Find every line in the records below that holds the word "cloned", and copy it out.

Segment Open

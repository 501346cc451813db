//! Nullable store — thread-safe in-memory storage for testing.

use daoforge_store::{GovernanceStore, MetaStore, RegistryStore, StoreError};
use daoforge_types::{DaoId, ProposalId};
use std::collections::BTreeMap;
use std::sync::Mutex;

/// An in-memory registry + governance + meta store for testing.
pub struct NullStore {
    daos: Mutex<BTreeMap<u64, Vec<u8>>>,
    proposals: Mutex<BTreeMap<[u8; 32], Vec<u8>>>,
    meta: Mutex<BTreeMap<String, Vec<u8>>>,
}

impl NullStore {
    pub fn new() -> Self {
        Self {
            daos: Mutex::new(BTreeMap::new()),
            proposals: Mutex::new(BTreeMap::new()),
            meta: Mutex::new(BTreeMap::new()),
        }
    }
}

impl Default for NullStore {
    fn default() -> Self {
        Self::new()
    }
}

impl RegistryStore for NullStore {
    fn put_dao(&self, id: DaoId, data: &[u8]) -> Result<(), StoreError> {
        self.daos.lock().unwrap().insert(id.as_u64(), data.to_vec());
        Ok(())
    }

    fn get_dao(&self, id: DaoId) -> Result<Option<Vec<u8>>, StoreError> {
        Ok(self.daos.lock().unwrap().get(&id.as_u64()).cloned())
    }

    fn list_daos(&self) -> Result<Vec<(DaoId, Vec<u8>)>, StoreError> {
        Ok(self
            .daos
            .lock()
            .unwrap()
            .iter()
            .map(|(id, data)| (DaoId::new(*id), data.clone()))
            .collect())
    }
}

impl GovernanceStore for NullStore {
    fn put_proposal(&self, id: &ProposalId, data: &[u8]) -> Result<(), StoreError> {
        self.proposals
            .lock()
            .unwrap()
            .insert(*id.as_bytes(), data.to_vec());
        Ok(())
    }

    fn get_proposal(&self, id: &ProposalId) -> Result<Option<Vec<u8>>, StoreError> {
        Ok(self.proposals.lock().unwrap().get(id.as_bytes()).cloned())
    }

    fn list_proposals(&self) -> Result<Vec<(ProposalId, Vec<u8>)>, StoreError> {
        Ok(self
            .proposals
            .lock()
            .unwrap()
            .iter()
            .map(|(id, data)| (ProposalId::new(*id), data.clone()))
            .collect())
    }
}

impl MetaStore for NullStore {
    fn put_meta(&self, key: &str, value: &[u8]) -> Result<(), StoreError> {
        self.meta
            .lock()
            .unwrap()
            .insert(key.to_string(), value.to_vec());
        Ok(())
    }

    fn get_meta(&self, key: &str) -> Result<Option<Vec<u8>>, StoreError> {
        Ok(self.meta.lock().unwrap().get(key).cloned())
    }
}
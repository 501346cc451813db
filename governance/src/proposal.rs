//! Proposal records and lifecycle states.

use daoforge_types::{Address, Call, OpHash, ProposalId, Timestamp};
use serde::{Deserialize, Serialize};
use std::collections::BTreeSet;

/// A voter's position.
#[derive(Clone, Copy, Debug, PartialEq, Eq, Serialize, Deserialize)]
pub enum VoteSupport {
    Against,
    For,
    Abstain,
}

/// Accumulated weighted votes.
#[derive(Clone, Copy, Debug, Default, PartialEq, Eq, Serialize, Deserialize)]
pub struct Tally {
    pub for_votes: u128,
    pub against_votes: u128,
    pub abstain_votes: u128,
}

/// Where a proposal is in its lifecycle, derived from the record and the
/// current time rather than stored.
#[derive(Clone, Copy, Debug, PartialEq, Eq, Serialize, Deserialize)]
pub enum ProposalState {
    /// Created; voting has not started yet.
    Pending,
    /// The voting window is open.
    Active,
    /// Voting ended with `for > against` and quorum reached.
    Succeeded,
    /// Voting ended short of approval or quorum.
    Defeated,
    /// Waiting out its delay in the delayed executor.
    Queued,
    Executed,
    Canceled,
}

impl ProposalState {
    pub fn name(&self) -> &'static str {
        match self {
            Self::Pending => "pending",
            Self::Active => "active",
            Self::Succeeded => "succeeded",
            Self::Defeated => "defeated",
            Self::Queued => "queued",
            Self::Executed => "executed",
            Self::Canceled => "canceled",
        }
    }
}

/// One proposal. The tally and voter set mutate during the voting window;
/// everything else is fixed at creation.
#[derive(Clone, Debug, PartialEq, Eq, Serialize, Deserialize)]
pub struct Proposal {
    pub id: ProposalId,
    pub proposer: Address,
    pub calls: Vec<Call>,
    pub description_uri: String,
    pub created_at: Timestamp,
    /// Point at which vote weight and supply are read. Equals `created_at`.
    pub snapshot: Timestamp,
    pub vote_start: Timestamp,
    pub vote_end: Timestamp,
    /// Total token supply at the snapshot, fixed for quorum math.
    pub supply_at_snapshot: u128,
    pub tally: Tally,
    /// Everyone who has voted. One vote per address, ever.
    pub voters: BTreeSet<Address>,
    /// Set once the proposal is queued into the delayed executor.
    pub operation: Option<OpHash>,
    pub executed: bool,
    pub canceled: bool,
}

impl Proposal {
    /// Resolve the lifecycle state at `now` against the given quorum.
    pub fn state(&self, quorum: u128, now: Timestamp) -> ProposalState {
        if self.canceled {
            return ProposalState::Canceled;
        }
        if self.executed {
            return ProposalState::Executed;
        }
        if self.operation.is_some() {
            return ProposalState::Queued;
        }
        if now < self.vote_start {
            return ProposalState::Pending;
        }
        if now < self.vote_end {
            return ProposalState::Active;
        }
        if self.tally.for_votes > self.tally.against_votes && self.tally.for_votes >= quorum {
            ProposalState::Succeeded
        } else {
            ProposalState::Defeated
        }
    }
}
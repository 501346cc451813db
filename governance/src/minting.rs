//! Governance-initiated minting of voting power.
//!
//! Proposals can grant voting power to members; this helper is the single
//! entry point they go through. The token kind decides the mint shape
//! explicitly, and fungible mints are capped so no single recipient can
//! accumulate a balance that dominates every future quorum.

use crate::error::GovernanceError;
use daoforge_token::VotingToken;
use daoforge_types::{Address, Timestamp, TokenKind};
use tracing::debug;

/// Hard ceiling on a single recipient's fungible balance. A mint whose
/// resulting balance would reach this is rejected outright.
pub const MAX_VOTING_POWER: u128 = 1_000_000;

/// Mint `amount` of voting power to `to`.
///
/// Fungible tokens get one credit of `amount`; non-fungible tokens get
/// `amount` distinct instances issued one at a time, with the supply room
/// checked up front so a batch never half-completes. The per-recipient
/// ceiling applies only to fungible balances; counted token instances
/// cannot concentrate weight the same way.
pub fn mint_voting_power(
    token: &mut VotingToken,
    caller: &Address,
    to: &Address,
    amount: u128,
    now: Timestamp,
) -> Result<(), GovernanceError> {
    match token.kind() {
        TokenKind::Fungible => {
            let resulting = token
                .balance_of(to)
                .checked_add(amount)
                .ok_or(GovernanceError::Overflow)?;
            if resulting >= MAX_VOTING_POWER {
                return Err(GovernanceError::VotingPowerLimitExceeded {
                    resulting,
                    max: MAX_VOTING_POWER,
                });
            }
            token
                .mint(caller, to, amount, now)
                .map_err(|e| GovernanceError::MintFailed(e.to_string()))?;
        }
        TokenKind::NonFungible => {
            let resulting = token
                .total_supply()
                .checked_add(amount)
                .ok_or(GovernanceError::Overflow)?;
            if token.max_supply() > 0 && resulting > token.max_supply() {
                return Err(GovernanceError::MintFailed(format!(
                    "supply room exhausted: requested total {}, max {}",
                    resulting,
                    token.max_supply()
                )));
            }
            for _ in 0..amount {
                token
                    .mint_one(caller, to, now)
                    .map_err(|e| GovernanceError::MintFailed(e.to_string()))?;
            }
        }
    }
    debug!(to = %to, amount, kind = token.kind().name(), "voting power minted");
    Ok(())
}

Segment Closed

_TASK OUTPUT:_
        Ok(self.daos.lock().unwrap().get(&id.as_u64()).cloned())
        Ok(self.proposals.lock().unwrap().get(id.as_bytes()).cloned())
        Ok(self.meta.lock().unwrap().get(key).cloned())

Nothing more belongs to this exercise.